As of recent, drivers have witnessed just about every car deal imaginable. From interest-free payments to cash back incentives, new car loans are at an all-time low in 2021. This has given drivers greater motive to buy. According to Experian, U.S. auto debt grew to record heights despite the pandemic, reaching 1.37 trillion in 2020. Its a bit befuddling to see a world that has been trending towards at-home delivery, ride-shares, and more time spent at home become so invested in their cars. If anything, the pandemic has urged drivers to take a greater interest in the latest makes and models on the automotive market.
Though low interest rates are hard to pass up, there are some negatives to consider. These cons are outlined below, including the best way to make the most out of your car loan experience.
The pitfalls of car loans
Car loans are essential to most car buyers. They are the easiest way to get into the car you love without having to hand over all your savings. While buying in cash leaves you debt free, this is not a reality for most Americans. Before you get involved with a car loan in 2021, take a look at the stumbling blocks that might have you buying an electric scooter instead.

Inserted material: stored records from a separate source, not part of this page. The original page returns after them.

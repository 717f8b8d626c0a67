//! Network-connectivity oracle consulted before every remote load.
//!
//! Only the boolean contract matters to the loaders: they poll
//! [`Reachability::is_connected_to_network`] once per remote fetch and never
//! cache the answer. Hosts with their own connectivity monitor implement the
//! trait themselves; [`SystemReachability`] is a dependency-free default.

use std::net::{Ipv4Addr, SocketAddr, SocketAddrV4, UdpSocket};
use std::sync::atomic::{AtomicBool, Ordering};
use tracing::debug;

/// Answers whether the device currently has a usable network route.
///
/// Implementations must not block for long; the check runs on the caller's
/// thread before any work is dispatched.
pub trait Reachability: Send + Sync {
    fn is_connected_to_network(&self) -> bool;
}

/// Default-route check.
///
/// "Connecting" a UDP socket sends no packets; it only asks the OS to pick a
/// route and a source address. If no interface has a route to `probe`, the
/// connect fails and the device is considered offline.
#[derive(Debug, Clone)]
pub struct SystemReachability {
    probe: SocketAddr,
}

impl SystemReachability {
    pub fn new() -> Self {
        Self {
            probe: SocketAddr::V4(SocketAddrV4::new(Ipv4Addr::new(1, 1, 1, 1), 53)),
        }
    }

    /// Use a different probe address (e.g. a host inside a private network).
    pub fn with_probe(probe: SocketAddr) -> Self {
        Self { probe }
    }
}

impl Default for SystemReachability {
    fn default() -> Self {
        Self::new()
    }
}

impl Reachability for SystemReachability {
    fn is_connected_to_network(&self) -> bool {
        let bind_addr: SocketAddr = match self.probe {
            SocketAddr::V4(_) => (Ipv4Addr::UNSPECIFIED, 0).into(),
            SocketAddr::V6(_) => (std::net::Ipv6Addr::UNSPECIFIED, 0).into(),
        };

        let connected = UdpSocket::bind(bind_addr)
            .and_then(|socket| socket.connect(self.probe))
            .is_ok();

        debug!("Reachability probe {} → {}", self.probe, connected);
        connected
    }
}

/// A reachability answer set by the host.
///
/// Useful when connectivity is tracked elsewhere (push notifications from the
/// platform) and in tests.
#[derive(Debug)]
pub struct FixedReachability {
    connected: AtomicBool,
}

impl FixedReachability {
    pub fn new(connected: bool) -> Self {
        Self {
            connected: AtomicBool::new(connected),
        }
    }

    pub fn set_connected(&self, connected: bool) {
        self.connected.store(connected, Ordering::SeqCst);
    }
}

impl Reachability for FixedReachability {
    fn is_connected_to_network(&self) -> bool {
        self.connected.load(Ordering::SeqCst)
    }
}

#[cfg(test)]
mod tests {
    use super::*;
    use std::sync::Arc;

    #[test]
    fn fixed_reachability_follows_host() {
        let r = FixedReachability::new(false);
        assert!(!r.is_connected_to_network());
        r.set_connected(true);
        assert!(r.is_connected_to_network());
    }

    #[test]
    fn loopback_probe_is_always_routable() {
        let r = SystemReachability::with_probe("127.0.0.1:9".parse().unwrap());
        assert!(r.is_connected_to_network());
    }

    #[test]
    fn usable_as_trait_object() {
        let r: Arc<dyn Reachability> = Arc::new(FixedReachability::new(true));
        assert!(r.is_connected_to_network());
    }
}
//! PDF documents, including password-protected ones.
//!
//! ## Unlock protocol
//!
//! A document is first opened without a password. Only if the backend reports
//! that a password is required is the credential tried; a missing credential
//! is tried as the empty string, which opens PDFs that are encrypted with an
//! empty user password. If that second attempt is also refused the load fails
//! with [`LoadError::PasswordProtected`]. A credential supplied for an
//! unencrypted document is ignored.
//!
//! ## Why a backend trait?
//!
//! Opening a PDF needs the pdfium shared library. [`PdfBackend`] keeps the
//! unlock protocol independent from it, so hosts can plug in another engine
//! and tests can run without a pdfium binary.

use super::{Artifact, ByteTransport, Decoder, FetchPipeline, FetchSink, Loader};
use crate::config::ViewerConfig;
use crate::error::{DocViewError, LoadError};
use crate::reachability::Reachability;
use crate::runtime::ExecutionPolicy;
use crate::sniff::MimeType;
use crate::source::{DocumentKind, DocumentSource};
use pdfium_render::prelude::*;
use std::path::PathBuf;
use std::sync::Arc;
use thiserror::Error;
use tracing::{debug, info, warn};

/// What a backend learned while opening a document.
#[derive(Debug, Clone, Default, PartialEq, Eq)]
pub struct PdfInfo {
    pub page_count: usize,
    pub title: Option<String>,
    pub author: Option<String>,
    pub pdf_version: String,
}

/// Why a backend could not open a document.
#[derive(Debug, Error)]
pub enum PdfOpenError {
    #[error("Document is encrypted and the password was not accepted")]
    PasswordRequired,

    #[error("Malformed PDF: {0}")]
    Malformed(String),

    #[error("PDF backend unavailable: {0}")]
    Backend(String),
}

/// A PDF engine able to open a document from memory.
pub trait PdfBackend: Send + Sync {
    fn open(&self, data: &[u8], password: Option<&str>) -> Result<PdfInfo, PdfOpenError>;
}

// ── pdfium ───────────────────────────────────────────────────────────────

/// [`PdfBackend`] over the pdfium shared library.
///
/// Library lookup order: [`ViewerConfig::pdfium_library_path`], then the
/// `PDFIUM_LIB_PATH` environment variable, then the system library path.
/// pdfium keeps thread-local state, so every `open` binds its own instance on
/// the calling thread.
#[derive(Debug, Clone)]
pub struct PdfiumBackend {
    library_path: Option<PathBuf>,
}

impl PdfiumBackend {
    /// Resolve the library and check that it can be bound.
    pub fn new(config: &ViewerConfig) -> Result<Self, DocViewError> {
        let library_path = config
            .pdfium_library_path
            .clone()
            .or_else(|| std::env::var_os("PDFIUM_LIB_PATH").map(PathBuf::from));

        let backend = Self { library_path };
        backend.bind().map_err(DocViewError::PdfiumBindingFailed)?;

        match &backend.library_path {
            Some(path) => debug!("pdfium bound from {}", path.display()),
            None => debug!("pdfium bound from system library"),
        }
        Ok(backend)
    }

    fn bind(&self) -> Result<Pdfium, String> {
        let bindings = match &self.library_path {
            Some(path) => Pdfium::bind_to_library(path),
            None => Pdfium::bind_to_system_library(),
        }
        .map_err(|e| e.to_string())?;

        Ok(Pdfium::new(bindings))
    }
}

impl PdfBackend for PdfiumBackend {
    fn open(&self, data: &[u8], password: Option<&str>) -> Result<PdfInfo, PdfOpenError> {
        let pdfium = self.bind().map_err(PdfOpenError::Backend)?;

        let document = pdfium
            .load_pdf_from_byte_slice(data, password)
            .map_err(|e| {
                let err_str = format!("{:?}", e);
                if err_str.contains("Password") || err_str.contains("password") {
                    PdfOpenError::PasswordRequired
                } else {
                    PdfOpenError::Malformed(err_str)
                }
            })?;

        let metadata = document.metadata();
        let get_meta = |tag: PdfDocumentMetadataTagType| -> Option<String> {
            metadata.get(tag).and_then(|t| {
                let v = t.value().to_string();
                if v.is_empty() {
                    None
                } else {
                    Some(v)
                }
            })
        };

        Ok(PdfInfo {
            page_count: document.pages().len() as usize,
            title: get_meta(PdfDocumentMetadataTagType::Title),
            author: get_meta(PdfDocumentMetadataTagType::Author),
            pdf_version: format!("{:?}", document.version()),
        })
    }
}

// ── Artifact & decoder ───────────────────────────────────────────────────

/// An opened PDF. Keeps the original bytes for sharing.
#[derive(Debug, Clone)]
pub struct PdfFile {
    data: Vec<u8>,
    info: PdfInfo,
    unlocked: bool,
}

impl PdfFile {
    pub fn data(&self) -> &[u8] {
        &self.data
    }

    pub fn info(&self) -> &PdfInfo {
        &self.info
    }

    pub fn page_count(&self) -> usize {
        self.info.page_count
    }

    /// `true` if opening required a password.
    pub fn was_unlocked(&self) -> bool {
        self.unlocked
    }
}

impl Artifact for PdfFile {
    fn share_data(&self, _config: &ViewerConfig) -> Option<Vec<u8>> {
        Some(self.data.clone())
    }
}

/// Applies the unlock protocol on top of a [`PdfBackend`].
pub struct PdfDecoder {
    backend: Arc<dyn PdfBackend>,
}

impl PdfDecoder {
    pub fn new(backend: Arc<dyn PdfBackend>) -> Self {
        Self { backend }
    }
}

impl Decoder for PdfDecoder {
    type Artifact = PdfFile;

    fn decode(&self, data: Vec<u8>, credential: Option<&str>) -> Result<PdfFile, LoadError> {
        match self.backend.open(&data, None) {
            Ok(info) => {
                if credential.is_some() {
                    debug!("Credential supplied for an unencrypted PDF; ignoring it");
                }
                info!("PDF loaded: {} pages", info.page_count);
                Ok(PdfFile {
                    data,
                    info,
                    unlocked: false,
                })
            }
            Err(PdfOpenError::PasswordRequired) => {
                match self.backend.open(&data, Some(credential.unwrap_or(""))) {
                    Ok(info) => {
                        info!("PDF unlocked: {} pages", info.page_count);
                        Ok(PdfFile {
                            data,
                            info,
                            unlocked: true,
                        })
                    }
                    Err(PdfOpenError::PasswordRequired) => {
                        info!("PDF is password protected; credential was not accepted");
                        Err(LoadError::PasswordProtected)
                    }
                    Err(e) => {
                        warn!("PDF unlock failed: {}", e);
                        Err(LoadError::InvalidResource)
                    }
                }
            }
            Err(e) => {
                debug!("PDF open failed: {}", e);
                Err(LoadError::InvalidResource)
            }
        }
    }

    fn accepts_encoded(&self, data: &[u8]) -> bool {
        MimeType::detect(data) == MimeType::Pdf
    }
}

// ── Loader ───────────────────────────────────────────────────────────────

/// Loads PDF documents.
pub struct PdfLoader {
    pipeline: FetchPipeline,
    decoder: Arc<PdfDecoder>,
}

impl PdfLoader {
    pub fn new(
        policy: ExecutionPolicy,
        reachability: Arc<dyn Reachability>,
        config: &ViewerConfig,
        backend: Arc<dyn PdfBackend>,
    ) -> Self {
        Self::with_pipeline(
            FetchPipeline::new(
                policy,
                reachability,
                ByteTransport::new(config.user_agent.clone()),
            ),
            backend,
        )
    }

    /// A loader backed by pdfium, resolved per [`PdfiumBackend::new`].
    pub fn pdfium(
        policy: ExecutionPolicy,
        reachability: Arc<dyn Reachability>,
        config: &ViewerConfig,
    ) -> Result<Self, DocViewError> {
        let backend = PdfiumBackend::new(config)?;
        Ok(Self::new(policy, reachability, config, Arc::new(backend)))
    }

    pub fn with_pipeline(pipeline: FetchPipeline, backend: Arc<dyn PdfBackend>) -> Self {
        Self {
            pipeline,
            decoder: Arc::new(PdfDecoder::new(backend)),
        }
    }
}

impl Loader for PdfLoader {
    type Artifact = PdfFile;

    const KIND: DocumentKind = DocumentKind::Pdf;

    fn fetch(&self, source: &DocumentSource, credential: Option<&str>, sink: FetchSink<PdfFile>) {
        self.pipeline.run(&self.decoder, source, credential, sink);
    }
}

#[cfg(test)]
mod tests {
    use super::*;
    use parking_lot::Mutex;

    /// Opens anything starting with `%PDF`, optionally behind a password.
    struct FakeBackend {
        password: Option<&'static str>,
        attempts: Mutex<Vec<Option<String>>>,
    }

    impl FakeBackend {
        fn new(password: Option<&'static str>) -> Self {
            Self {
                password,
                attempts: Mutex::new(Vec::new()),
            }
        }
    }

    impl PdfBackend for FakeBackend {
        fn open(&self, data: &[u8], password: Option<&str>) -> Result<PdfInfo, PdfOpenError> {
            self.attempts.lock().push(password.map(str::to_owned));
            if !data.starts_with(b"%PDF") {
                return Err(PdfOpenError::Malformed("no header".into()));
            }
            match (self.password, password) {
                (None, _) => {}
                (Some(expected), Some(given)) if expected == given => {}
                _ => return Err(PdfOpenError::PasswordRequired),
            }
            Ok(PdfInfo {
                page_count: 2,
                ..PdfInfo::default()
            })
        }
    }

    fn decoder(backend: &Arc<FakeBackend>) -> PdfDecoder {
        PdfDecoder::new(Arc::clone(backend) as Arc<dyn PdfBackend>)
    }

    const PDF: &[u8] = b"%PDF-1.7 fake";

    #[test]
    fn unencrypted_opens_on_first_attempt() {
        let backend = Arc::new(FakeBackend::new(None));
        let file = decoder(&backend).decode(PDF.to_vec(), None).unwrap();

        assert_eq!(file.page_count(), 2);
        assert!(!file.was_unlocked());
        assert_eq!(*backend.attempts.lock(), vec![None]);
    }

    #[test]
    fn credential_for_unencrypted_is_ignored() {
        let backend = Arc::new(FakeBackend::new(None));
        let file = decoder(&backend)
            .decode(PDF.to_vec(), Some("secret"))
            .unwrap();

        assert!(!file.was_unlocked());
        assert_eq!(backend.attempts.lock().len(), 1);
    }

    #[test]
    fn correct_credential_unlocks() {
        let backend = Arc::new(FakeBackend::new(Some("secret")));
        let file = decoder(&backend)
            .decode(PDF.to_vec(), Some("secret"))
            .unwrap();

        assert!(file.was_unlocked());
        assert_eq!(
            *backend.attempts.lock(),
            vec![None, Some("secret".to_string())]
        );
    }

    #[test]
    fn wrong_credential_is_password_protected() {
        let backend = Arc::new(FakeBackend::new(Some("secret")));
        let err = decoder(&backend)
            .decode(PDF.to_vec(), Some("guess"))
            .unwrap_err();
        assert_eq!(err, LoadError::PasswordProtected);
    }

    #[test]
    fn missing_credential_tries_empty_password() {
        let backend = Arc::new(FakeBackend::new(Some("")));
        let file = decoder(&backend).decode(PDF.to_vec(), None).unwrap();

        assert!(file.was_unlocked());
        assert_eq!(*backend.attempts.lock(), vec![None, Some(String::new())]);
    }

    #[test]
    fn missing_credential_on_locked_pdf_is_password_protected() {
        let backend = Arc::new(FakeBackend::new(Some("secret")));
        let err = decoder(&backend).decode(PDF.to_vec(), None).unwrap_err();
        assert_eq!(err, LoadError::PasswordProtected);
    }

    #[test]
    fn malformed_is_invalid_resource() {
        let backend = Arc::new(FakeBackend::new(None));
        let err = decoder(&backend)
            .decode(b"garbage".to_vec(), None)
            .unwrap_err();
        assert_eq!(err, LoadError::InvalidResource);
    }

    #[test]
    fn inline_payload_must_look_like_pdf() {
        let backend = Arc::new(FakeBackend::new(None));
        let d = decoder(&backend);
        assert!(d.accepts_encoded(PDF));
        assert!(!d.accepts_encoded(b"\x89PNG"));
    }

    #[test]
    fn share_data_is_original_bytes() {
        let backend = Arc::new(FakeBackend::new(None));
        let file = decoder(&backend).decode(PDF.to_vec(), None).unwrap();
        assert_eq!(
            file.share_data(&ViewerConfig::default()).unwrap(),
            PDF.to_vec()
        );
    }
}
//! First-byte MIME sniffing.
//!
//! Export file names are derived from the first byte of the exported buffer
//! through a fixed lookup table. 0x49 and 0x4D are the two TIFF byte orders.
//! Exported extensions must stay stable, so the table only ever looks at one
//! byte.

use base64::{engine::general_purpose::STANDARD, Engine as _};
use serde::{Deserialize, Serialize};
use std::fmt;

/// Format tag produced by [`MimeType::detect`].
#[derive(Debug, Clone, Copy, PartialEq, Eq, Hash, Default, Serialize, Deserialize)]
pub enum MimeType {
    /// No signature matched, or the buffer was empty.
    #[default]
    Unknown,
    Gif,
    /// Exported by image documents without an alpha channel.
    Jpeg,
    /// Required by PDF documents.
    Pdf,
    PlainText,
    /// Exported by image documents with an alpha channel.
    Png,
    Tiff,
}

impl MimeType {
    /// Detect the format of `data` from its first byte only.
    pub fn detect(data: &[u8]) -> Self {
        match Self::signature(data) {
            0x25 => MimeType::Pdf,
            0x46 => MimeType::PlainText,
            0x47 => MimeType::Gif,
            0x49 | 0x4D => MimeType::Tiff,
            0x89 => MimeType::Png,
            0xFF => MimeType::Jpeg,
            _ => MimeType::Unknown,
        }
    }

    /// Decode a base64 payload and detect its format.
    ///
    /// Returns [`MimeType::Unknown`] when the payload is not valid base64.
    pub fn from_base64(contents: &str) -> Self {
        match STANDARD.decode(contents.trim()) {
            Ok(data) => Self::detect(&data),
            Err(_) => MimeType::Unknown,
        }
    }

    /// The signature byte inspected by [`MimeType::detect`] (0 for an empty buffer).
    pub fn signature(data: &[u8]) -> u8 {
        data.first().copied().unwrap_or(0)
    }

    /// The canonical MIME string.
    pub fn mime(&self) -> &'static str {
        match self {
            MimeType::Unknown => "application/octet-stream",
            MimeType::Gif => "image/gif",
            MimeType::Jpeg => "image/jpeg",
            MimeType::Pdf => "application/pdf",
            MimeType::PlainText => "text/plain",
            MimeType::Png => "image/png",
            MimeType::Tiff => "image/tiff",
        }
    }

    /// The canonical file extension, without a dot. Empty for `Unknown`.
    pub fn extension(&self) -> &'static str {
        match self {
            MimeType::Unknown => "",
            MimeType::Gif => "gif",
            MimeType::Jpeg => "jpeg",
            MimeType::Pdf => "pdf",
            MimeType::PlainText => "txt",
            MimeType::Png => "png",
            MimeType::Tiff => "tiff",
        }
    }
}

impl fmt::Display for MimeType {
    fn fmt(&self, f: &mut fmt::Formatter<'_>) -> fmt::Result {
        f.write_str(self.mime())
    }
}
//! Blocking byte acquisition for remote document locations.
//!
//! Runs on the background pool only. `http`/`https` go through
//! `reqwest::blocking`; `file` URLs are read from disk so hosts can point a
//! remote source at a bundled or cached file. There is no timeout: a load
//! either finishes or fails on its own.

use reqwest::Url;
use std::path::PathBuf;
use thiserror::Error;
use tracing::{debug, info};

/// Why the bytes behind a URL could not be loaded.
#[derive(Debug, Error)]
pub enum TransportError {
    #[error("Unsupported URL scheme '{0}'")]
    UnsupportedScheme(String),

    #[error("'{0}' is not a valid local file URL")]
    InvalidFileUrl(String),

    #[error("Failed to read '{path}': {source}")]
    Read {
        path: PathBuf,
        #[source]
        source: std::io::Error,
    },

    #[error("Failed to download '{url}': {reason}")]
    DownloadFailed { url: String, reason: String },
}

/// Loads the bytes behind a URL, blocking the current thread.
#[derive(Debug, Clone)]
pub struct ByteTransport {
    user_agent: String,
}

impl ByteTransport {
    pub fn new(user_agent: impl Into<String>) -> Self {
        Self {
            user_agent: user_agent.into(),
        }
    }

    /// Fetch every byte behind `url`.
    pub fn load(&self, url: &Url) -> Result<Vec<u8>, TransportError> {
        match url.scheme() {
            "file" => read_file(url),
            "http" | "https" => self.download(url),
            other => Err(TransportError::UnsupportedScheme(other.to_string())),
        }
    }

    fn download(&self, url: &Url) -> Result<Vec<u8>, TransportError> {
        info!("Downloading document from: {}", url);

        let client = reqwest::blocking::Client::builder()
            .user_agent(self.user_agent.as_str())
            .redirect(reqwest::redirect::Policy::limited(5))
            .timeout(None::<std::time::Duration>)
            .build()
            .map_err(|e| TransportError::DownloadFailed {
                url: url.to_string(),
                reason: e.to_string(),
            })?;

        let response = client
            .get(url.clone())
            .send()
            .map_err(|e| TransportError::DownloadFailed {
                url: url.to_string(),
                reason: e.to_string(),
            })?;

        if !response.status().is_success() {
            return Err(TransportError::DownloadFailed {
                url: url.to_string(),
                reason: format!("HTTP {}", response.status()),
            });
        }

        let bytes = response
            .bytes()
            .map_err(|e| TransportError::DownloadFailed {
                url: url.to_string(),
                reason: e.to_string(),
            })?;

        debug!("Downloaded {} bytes from {}", bytes.len(), url);
        Ok(bytes.to_vec())
    }
}

fn read_file(url: &Url) -> Result<Vec<u8>, TransportError> {
    let path = url
        .to_file_path()
        .map_err(|_| TransportError::InvalidFileUrl(url.to_string()))?;

    let data = std::fs::read(&path).map_err(|source| TransportError::Read {
        path: path.clone(),
        source,
    })?;

    debug!("Read {} bytes from {}", data.len(), path.display());
    Ok(data)
}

While most drivers know depreciation is a fact of car buying, they don’t always see the extent of its financial hindrance. Car depreciation is one of the most exorbitant investments, you typically lose 10% in value the moment you drive off the lot. It’s definitely something to consider, especially if you have your eyes on a higher priced vehicle.
Most car loans range within a five year span, however, some reach up to seven years. During that time, something could happen that causes financial strain in your life. For example, losing a job, house repairs, or experiencing a health condition. These variable factors could lead to late payments, which unfortunately take a toll on your credit history.
On top of credit concerns, drivers must factor in the long-term responsibility of having a car loan. Once you get into a car loan, you’ll be paying interest for years. Unless you’ve gotten a no-interest deal for a certain number of months. Needless to say, the more you pay in interest, the more likely you could end up upside down on your car. By the time your car loan is finished, you’ll have paid more than the car is actually worth.
Commute vs. cash
For many people, a commute to work is their main purpose for having a car. Besides a few errands or trips to the grocery store, you might not use a car as much as you think. Before buying a new car, you’ll want to look at the financial benefit of having an auto loan. Decipher whether or not the monthly payment and repair expenses are worth taking away from your monthly income. In reality, you are borrowing a significant amount of money to get to and from the place where you cash your paychecks. Is it worth it?
How to make the most out of car loans
Having a car loan might not be the best financial decision, but its definitely worth it if you love your car. Your vehicle will always be a living expensive until you omit having a vehicle all together. However, most car enthusiasts would put themselves in debt anyway to have the vehicle of their dreams. With that said, there are ways to make the financial burden more manageable. First, by paying off the loan quicker. If you have extra cash one month and have the opportunity to knock off more of your car loan, then do it. You don’t have to pay the minimum each month.
Second, keep your car until its no longer operable. On average, Americans are keeping their cars longer, which means they are taking advantage of having a paid-off vehicle. Once your car loan is complete, you’ll own your car outright and can still drive it for years down the road.